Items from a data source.
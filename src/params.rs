use core::fmt::Debug;
use core::fmt::Formatter;
use core::fmt::Result as FmtResult;
use core::marker::PhantomData;
use core::mem;
use core::num::NonZeroUsize;

use crate::padded::CachePadded;
use crate::sync::atomic::AtomicUsize;

// -----------------------------------------------------------------------------
// Cache-line Properties
// -----------------------------------------------------------------------------

/// The size of a cache line in bytes.
///
/// Used to align handle/registry slots to minimize false sharing between
/// threads. On most modern x86-64 systems, this is 64 bytes.
pub const CACHE_LINE: usize = size_of::<CachePadded<u8>>();

/// The number of pointer-sized words that fit in a single cache line.
pub const CACHE_LINE_SLOTS: usize = CACHE_LINE / size_of::<AtomicUsize>();

const _: () = assert!(
  CACHE_LINE.is_multiple_of(size_of::<AtomicUsize>()),
  "invalid params: `CACHE_LINE` must be a multiple of pointer width",
);

const _: () = assert!(
  CACHE_LINE.is_power_of_two(),
  "invalid params: `CACHE_LINE` must be a power of two",
);

// -----------------------------------------------------------------------------
// Mapping / Probing Policy
// -----------------------------------------------------------------------------

/// How a key's hash is mapped to its home slot index.
#[derive(Clone, Copy, Debug, PartialEq, Eq)]
#[non_exhaustive]
pub enum Mapping {
  /// Home index is the low `log2(capacity)` bits of the hash.
  ///
  /// Simple masking; cheap, but keeps no special relationship between a
  /// key's home index across table generations.
  LowBits,

  /// Home index is the high `log2(capacity)` bits of the hash.
  ///
  /// Growing the table by a power-of-two factor `f` maps a slot's old home
  /// index `h` into the contiguous range `[h*f, h*f + f)` of the new
  /// capacity, which is what makes per-block target zero-initialization
  /// during migration embarrassingly parallel (see [`crate::migration`]).
  HighBits,
}

/// How probing continues from a key's home index on collision.
#[derive(Clone, Copy, Debug, PartialEq, Eq)]
#[non_exhaustive]
pub enum Probing {
  /// Wrap back to index `0` once the end of the table is reached.
  Cyclic,

  /// Probe strictly forward into a small fixed overflow tail appended past
  /// the addressable capacity, so in-range probes never need a modulo.
  /// Probing past the overflow tail reports `UNSUCCESS_FULL`.
  LinearWithOverflow,
}

/// The number of slots appended past `capacity` when using
/// [`Probing::LinearWithOverflow`].
pub const OVERFLOW_TAIL: usize = 128;

// -----------------------------------------------------------------------------
// Configurable Params
// -----------------------------------------------------------------------------

/// Compile-time configuration for a [`GrowTable`].
///
/// [`GrowTable`]: crate::growable::GrowTable
pub trait Params: Sized + Send + Sync + 'static {
  /// The capacity of the first base-table generation.
  const INITIAL_CAPACITY: Capacity = DefaultParams::INITIAL_CAPACITY;

  /// The load factor (live slots / capacity) past which a handle triggers
  /// a grow.
  const MAX_FILL_FACTOR: f32 = 2.0 / 3.0;

  /// The number of slots claimed per `fetch_add` during migration.
  const BLOCK_SIZE: usize = 4096;

  /// How a key's hash is mapped to its home slot.
  const MAPPING: Mapping = Mapping::HighBits;

  /// How probing continues past a key's home slot.
  const PROBING: Probing = Probing::LinearWithOverflow;

  /// Whether the table is allowed to migrate to a larger generation.
  ///
  /// When `false`, deleted slots are reused in place (the base table never
  /// migrates, so there is no cross-generation tombstone hazard).
  const GROWTH_SUPPORTED: bool = true;

  /// Whether `remove`/`remove_if` are enabled.
  const DELETIONS_SUPPORTED: bool = true;

  /// The maximum number of concurrently registered handles.
  ///
  /// Bounds the sync exclusion strategy's handle registry; exceeding it is
  /// a programmer error and panics at [`GrowTable::handle`][h] time.
  ///
  /// [h]: crate::growable::GrowTable::handle
  const MAX_HANDLES: usize = 256;

  /// The number of local operations a [`Handle`] performs before folding
  /// its counters into the table-wide approximate counters.
  ///
  /// [`Handle`]: crate::handle::Handle
  const COUNTER_FLUSH_INTERVAL: u32 = 64;
}

// -----------------------------------------------------------------------------
// Configurable Params - Extensions
// -----------------------------------------------------------------------------

/// Derived parameters computed from [`Params`].
pub trait ParamsExt: Params + Sealed {
  fn validate() {
    assert!(
      Self::MAX_FILL_FACTOR > 0.0 && Self::MAX_FILL_FACTOR < 1.0,
      "invalid params: `MAX_FILL_FACTOR` must be in `(0.0, 1.0)`",
    );
    assert!(Self::BLOCK_SIZE > 0, "invalid params: `BLOCK_SIZE` must be non-zero");
    assert!(Self::MAX_HANDLES > 0, "invalid params: `MAX_HANDLES` must be non-zero");
    assert!(
      !matches!(Self::MAPPING, Mapping::HighBits) || matches!(Self::PROBING, Probing::LinearWithOverflow),
      "invalid params: `Mapping::HighBits` only pairs with `Probing::LinearWithOverflow`",
    );
  }

  #[inline]
  fn debug() -> DebugParams<Self> {
    DebugParams {
      marker: PhantomData,
    }
  }
}

// -----------------------------------------------------------------------------
// Debug Params
// -----------------------------------------------------------------------------

/// A helper type for displaying [`Params`] configuration.
#[derive(Clone, Copy)]
pub struct DebugParams<P>
where
  P: ?Sized,
{
  marker: PhantomData<fn(P)>,
}

impl<P> Debug for DebugParams<P>
where
  P: Params + ?Sized,
{
  fn fmt(&self, f: &mut Formatter<'_>) -> FmtResult {
    f.debug_struct(core::any::type_name::<P>())
      .field("INITIAL_CAPACITY", &P::INITIAL_CAPACITY)
      .field("MAX_FILL_FACTOR", &P::MAX_FILL_FACTOR)
      .field("BLOCK_SIZE", &P::BLOCK_SIZE)
      .field("MAPPING", &P::MAPPING)
      .field("PROBING", &P::PROBING)
      .field("GROWTH_SUPPORTED", &P::GROWTH_SUPPORTED)
      .field("DELETIONS_SUPPORTED", &P::DELETIONS_SUPPORTED)
      .field("MAX_HANDLES", &P::MAX_HANDLES)
      .finish()
  }
}

// -----------------------------------------------------------------------------
// Default Params
// -----------------------------------------------------------------------------

/// The default configuration: 4,096 initial slots, growable, deletions
/// enabled.
#[derive(Clone, Copy)]
#[non_exhaustive]
pub struct DefaultParams;

impl Debug for DefaultParams {
  fn fmt(&self, f: &mut Formatter<'_>) -> FmtResult {
    Debug::fmt(&<Self as ParamsExt>::debug(), f)
  }
}

impl Params for DefaultParams {
  const INITIAL_CAPACITY: Capacity = Capacity::new(4096);
}

// -----------------------------------------------------------------------------
// Const-Generic Params
// -----------------------------------------------------------------------------

/// A [`Params`] implementation with a compile-time configurable initial
/// capacity and every other knob left at its default.
///
/// ```
/// use growt::{GrowTable, ConstParams};
///
/// type SmallTable<V> = GrowTable<V, ConstParams<64>>;
/// ```
#[derive(Clone, Copy, Debug, Hash, PartialEq, Eq)]
#[non_exhaustive]
pub struct ConstParams<const N: usize>;

impl<const N: usize> Params for ConstParams<N> {
  const INITIAL_CAPACITY: Capacity = Capacity::new(N);
}

// -----------------------------------------------------------------------------
// Auto-implement Derive
// -----------------------------------------------------------------------------

mod private {
  pub trait Sealed {}
}

use private::Sealed;

impl<P> Sealed for P where P: Params + ?Sized {}
impl<P> ParamsExt for P where P: Params + ?Sized {}

// -----------------------------------------------------------------------------
// Capacity
// -----------------------------------------------------------------------------

/// A validated, power-of-two base-table capacity.
#[derive(Copy, Clone, PartialEq, Eq)]
#[repr(transparent)]
pub struct Capacity(usize);

impl Capacity {
  /// The minimum supported capacity: 4,096 slots.
  pub const MIN: Self = Self(1 << 12);

  /// The maximum supported capacity: 2³⁰ slots.
  pub const MAX: Self = Self(1 << 30);

  /// Creates a new `Capacity` from an arbitrary value.
  ///
  /// The value is rounded up to the nearest power of two and clamped to
  /// [`MIN`]`..=`[`MAX`].
  ///
  /// [`MIN`]: Self::MIN
  /// [`MAX`]: Self::MAX
  #[inline]
  pub const fn new(value: usize) -> Self {
    let Some(capacity) = value.checked_next_power_of_two() else {
      return Self::MAX;
    };

    if capacity < Self::MIN.as_usize() {
      Self::MIN
    } else if capacity > Self::MAX.as_usize() {
      Self::MAX
    } else {
      Self(capacity)
    }
  }

  /// Returns the capacity as a [`usize`].
  #[inline]
  pub const fn as_usize(self) -> usize {
    self.0
  }

  /// Returns the base-2 logarithm of the capacity.
  #[inline]
  pub const fn log2(self) -> u32 {
    self.0.trailing_zeros()
  }

  /// Returns a capacity scaled by `factor` (itself a power of two),
  /// clamped to [`MAX`].
  ///
  /// [`MAX`]: Self::MAX
  #[inline]
  pub(crate) const fn scaled(self, factor: usize) -> Self {
    match self.0.checked_mul(factor) {
      Some(value) if value <= Self::MAX.as_usize() => Self(value),
      _ => Self::MAX,
    }
  }
}

impl Debug for Capacity {
  fn fmt(&self, f: &mut Formatter<'_>) -> FmtResult {
    write!(f, "{:?} (1 << {:?})", self.0, self.log2())
  }
}

impl Default for Capacity {
  #[inline]
  fn default() -> Capacity {
    DefaultParams::INITIAL_CAPACITY
  }
}

impl From<Capacity> for NonZeroUsize {
  #[inline]
  fn from(other: Capacity) -> NonZeroUsize {
    // SAFETY: all `Capacity` values are non-zero powers of two.
    unsafe { NonZeroUsize::new_unchecked(other.as_usize()) }
  }
}

impl From<Capacity> for usize {
  #[inline]
  fn from(other: Capacity) -> usize {
    other.as_usize()
  }
}

const _: () = {
  // Keep `Capacity` the width of a `usize` so call sites can pass it
  // around cheaply; `mem` stays imported for this assertion.
  assert!(mem::size_of::<Capacity>() == mem::size_of::<usize>());
};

What you need to do. Taking the entries above, write out exactly each line from the one holding "const GROWTH_SUPPORTED: bool = true;" to the one holding "Params - Extensions", both included, and stop there.

Result below.
  const GROWTH_SUPPORTED: bool = true;

  /// Whether `remove`/`remove_if` are enabled.
  const DELETIONS_SUPPORTED: bool = true;

  /// The maximum number of concurrently registered handles.
  ///
  /// Bounds the sync exclusion strategy's handle registry; exceeding it is
  /// a programmer error and panics at [`GrowTable::handle`][h] time.
  ///
  /// [h]: crate::growable::GrowTable::handle
  const MAX_HANDLES: usize = 256;

  /// The number of local operations a [`Handle`] performs before folding
  /// its counters into the table-wide approximate counters.
  ///
  /// [`Handle`]: crate::handle::Handle
  const COUNTER_FLUSH_INTERVAL: u32 = 64;
}

// -----------------------------------------------------------------------------
// Configurable Params - Extensions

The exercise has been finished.